-- Collected data entries --
○ ○ ○ ○ ○

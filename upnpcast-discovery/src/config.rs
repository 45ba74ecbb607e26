use std::time::Duration;

/// Configuration for [`Discovery`](crate::Discovery).
#[derive(Debug, Clone)]
pub struct DiscoveryConfig {
    /// SSDP `ST` header of the M-SEARCH request
    /// Default: "ssdp:all"
    pub search_target: String,

    /// Timeout for each device description GET, capped by the call context
    /// Default: 10 seconds
    pub http_timeout: Duration,

    /// User-Agent for M-SEARCH and description requests
    /// Default: "upnpcast/<version> UPnP/1.0"
    pub user_agent: String,
}

impl Default for DiscoveryConfig {
    fn default() -> Self {
        Self {
            search_target: "ssdp:all".to_string(),
            http_timeout: Duration::from_secs(10),
            user_agent: format!("upnpcast/{} UPnP/1.0", env!("CARGO_PKG_VERSION")),
        }
    }
}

○ ○ ○ ○ ○

-- GOAL OF THE EXERCISE --
If a line in the records contains the string "upnpcast", copy it out.

-- ANSWER --
filename upnpcast-discovery/src/config.rs
    /// Default: "upnpcast/<version> UPnP/1.0"
            user_agent: format!("upnpcast/{} UPnP/1.0", env!("CARGO_PKG_VERSION")),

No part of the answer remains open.